The use of iliac crest bone graft (ICBG) for nonunion repair continues to be the standard among all age groups. 94.4% of fracture nonunions in this study were treated with ICBG. Carlock et al. 2019 found no differences between an elderly and nonelderly cohort with respect to postoperative pain scores, SMFA scores, time to union, and rate of union. Of 242 total patients, 232 (95.9%) achieved union at a mean 7.1 months. This healing rate is comparable to the present study’s rate of 100%. The Carlock et al. reported healing time of 7.1 months is also similar to this study’s healing time of 9.64 months [14]. While elderly patients may be prone to fracture nonunion, Taormina et al., 2014 established that older age is not associated with poorer nonunion surgery outcomes. 80% of patients in Taormina et al. were treated with ICBG or iliac crest aspirate. [15] Iliac crest bone grafting should remain the benchmark procedure for nonunion repair as patient outcomes across all demographics are consistently favorable. Additionally, Konda et al., 2021 established that autogenous ICBG is the gold standard in the management of persistent tibial nonunion regardless of surgical approach for graft placement. [16]

The majority of fracture nonunions treated in this study were femurs and tibias. Femoral and tibial nonunion outcomes tend to be favorable as indicated by the present study’s successful healing rate. Monroy et al., 2014 demonstrated that patients undergoing treatment for a distal femoral nonunion can expect similar outcomes as patients receiving treatment for an acute distal femoral fracture. [17]

Despite the variation in reported outcomes of treatment with the IMT, the majority of the literature points to its effectiveness.
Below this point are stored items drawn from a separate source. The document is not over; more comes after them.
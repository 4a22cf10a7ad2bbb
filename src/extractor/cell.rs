// ==========================================
// Business Analytics - cell value coercion
// ==========================================
// Total coercions: every cell yields a string/number/date, defaulting
// instead of failing. Formula cells arrive from calamine as their
// cached results, so no formula handling is needed here.
// ==========================================

use calamine::Data;
use chrono::{NaiveDate, NaiveDateTime};

/// Normalized cell value, independent of the input format.
#[derive(Debug, Clone, PartialEq)]
pub enum Cell {
    Empty,
    Text(String),
    Number(f64),
    DateTime(NaiveDateTime),
    Bool(bool),
}

impl Cell {
    /// Coerce to a trimmed string. Whole numbers render without a
    /// trailing `.0`.
    pub fn as_text(&self) -> String {
        match self {
            Cell::Empty => String::new(),
            Cell::Text(s) => s.trim().to_string(),
            Cell::Number(v) => {
                if v.fract() == 0.0 && v.abs() < i64::MAX as f64 {
                    format!("{}", *v as i64)
                } else {
                    format!("{}", v)
                }
            }
            Cell::DateTime(dt) => dt.format("%Y-%m-%d %H:%M:%S").to_string(),
            Cell::Bool(b) => b.to_string(),
        }
    }

    /// Coerce to a number. Strings are parsed after stripping every
    /// character other than digits, `.` and `-`; failures yield 0.0.
    pub fn as_number(&self) -> f64 {
        match self {
            Cell::Number(v) => *v,
            Cell::Text(s) => lenient_number(s),
            _ => 0.0,
        }
    }

    /// Coerce to a timestamp. Date-formatted cells convert directly;
    /// strings are parsed against the template's date formats. Anything
    /// else is an explicit absent value, never "now".
    pub fn as_datetime(&self) -> Option<NaiveDateTime> {
        match self {
            Cell::DateTime(dt) => Some(*dt),
            Cell::Text(s) => parse_datetime_str(s.trim()),
            _ => None,
        }
    }

    pub fn is_empty(&self) -> bool {
        match self {
            Cell::Empty => true,
            Cell::Text(s) => s.trim().is_empty(),
            _ => false,
        }
    }
}

impl From<&Data> for Cell {
    fn from(data: &Data) -> Self {
        match data {
            Data::Empty => Cell::Empty,
            Data::String(s) => Cell::Text(s.clone()),
            Data::Float(v) => Cell::Number(*v),
            Data::Int(v) => Cell::Number(*v as f64),
            Data::Bool(b) => Cell::Bool(*b),
            Data::DateTime(dt) => match dt.as_datetime() {
                Some(naive) => Cell::DateTime(naive),
                None => Cell::Number(dt.as_f64()),
            },
            Data::DateTimeIso(s) => match parse_datetime_str(s) {
                Some(naive) => Cell::DateTime(naive),
                None => Cell::Text(s.clone()),
            },
            Data::DurationIso(s) => Cell::Text(s.clone()),
            Data::Error(_) => Cell::Empty,
        }
    }
}

/// Parse a number out of arbitrary text: strip currency signs, spaces
/// and unit suffixes, keep digits, `.` and `-`.
pub fn lenient_number(s: &str) -> f64 {
    let cleaned: String = s
        .chars()
        .filter(|c| c.is_ascii_digit() || *c == '.' || *c == '-')
        .collect();
    cleaned.parse::<f64>().unwrap_or(0.0)
}

/// Parse a date/datetime string against the formats the producing
/// template uses: `DD.MM.YYYY` with optional time, and ISO forms.
pub fn parse_datetime_str(s: &str) -> Option<NaiveDateTime> {
    if s.is_empty() {
        return None;
    }

    const DATETIME_FORMATS: [&str; 5] = [
        "%d.%m.%Y %H:%M:%S",
        "%d.%m.%Y %H:%M",
        "%Y-%m-%d %H:%M:%S",
        "%Y-%m-%dT%H:%M:%S",
        "%Y-%m-%d %H:%M",
    ];
    for format in DATETIME_FORMATS {
        if let Ok(dt) = NaiveDateTime::parse_from_str(s, format) {
            return Some(dt);
        }
    }

    const DATE_FORMATS: [&str; 2] = ["%d.%m.%Y", "%Y-%m-%d"];
    for format in DATE_FORMATS {
        if let Ok(date) = NaiveDate::parse_from_str(s, format) {
            return date.and_hms_opt(0, 0, 0);
        }
    }

    None
}
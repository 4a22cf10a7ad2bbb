// ==========================================
// Business Analytics - transport services facet
// ==========================================
// Raw haul rows and the per-company summary. Vehicle counts are
// distinct-identifier counts, not row counts.
// ==========================================

use chrono::NaiveDateTime;
use serde::Serialize;

pub const UNKNOWN_COMPANY: &str = "Unknown transport company";
pub const UNKNOWN_VEHICLE: &str = "Unknown vehicle";

/// One transport service row extracted from the workbook.
#[derive(Debug, Clone, PartialEq, Serialize)]
pub struct TransportRow {
    pub carried_at: Option<NaiveDateTime>,
    pub company: String,
    pub cost: f64,
    /// Carried weight in tons.
    pub weight: f64,
    /// Vehicle identifier (plate or internal code).
    pub vehicle: String,
}

impl TransportRow {
    pub fn is_valid(&self) -> bool {
        !self.company.trim().is_empty() && self.cost >= 0.0 && self.weight >= 0.0
    }
}

/// Aggregated figures for one transport company.
#[derive(Debug, Clone, PartialEq, Serialize)]
pub struct TransportSummary {
    pub company: String,
    /// Number of distinct vehicles this company used.
    pub vehicle_count: usize,
    /// Share of the distinct-vehicle denominator across all companies (%).
    pub vehicle_share: f64,
    pub total_cost: f64,
    pub cost_share: f64,
    pub total_weight: f64,
}
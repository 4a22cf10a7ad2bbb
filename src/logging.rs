// ==========================================
// Logging setup
// ==========================================
// tracing + tracing-subscriber, level via RUST_LOG
// ==========================================

use tracing_subscriber::{fmt, EnvFilter};

/// Initialize the logging system.
///
/// # Environment
/// - RUST_LOG: level filter (default: info)
///   e.g. RUST_LOG=debug or RUST_LOG=business_analytics=trace
///
/// # Example
/// ```no_run
/// use business_analytics::logging;
/// logging::init();
/// ```
pub fn init() {
    let filter = EnvFilter::try_from_default_env().unwrap_or_else(|_| EnvFilter::new("info"));

    fmt()
        .with_env_filter(filter)
        .with_target(true)
        .with_thread_ids(false)
        .with_line_number(true)
        .init();
}

/// Initialize logging for tests.
///
/// Verbose level, captured per test.
pub fn init_test() {
    let _ = fmt()
        .with_env_filter(EnvFilter::new("debug"))
        .with_test_writer()
        .try_init();
}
Decreases in SMFA scores for both cohorts in the present study also reflect improved function, increased mobility, and a decline in how bothersome the bone defect is for patients treated with the technique. Improvements in these scores also correlate with clinical signs of healing such as increased weightbearing or increased range of motion as has been reported in various studies.

There are some limitations of this study that should be discussed. First, in a small cohort of patients treated by four surgeons, fixation with the IMT may have reduced standardization in surgical technique across all cases. This study also included patients with varied fracture sites, defects, sizes, and anatomy. Our purpose, however, was to evaluate surgical technique rather than the specifics of the fracture. Finally, the sample size for each cohort was small, and a greater sample size may have produced different results. These limitations are fairly common across the existing literature on the IMT, due to the relatively narrow indications for the procedure.

In conclusion, the IMT is an effective surgical procedure that can be used for the treatment of complex large segmental long bone loss. When compared with standard nonunion repair patients, there are no differences observed in major patient reported outcomes, however, the IMT is associated with the need for more unplanned surgical procedures and is best suited for cases of long bone trauma resulting in significant bone loss. These findings should be discussed with patients who are considering this reconstructive option.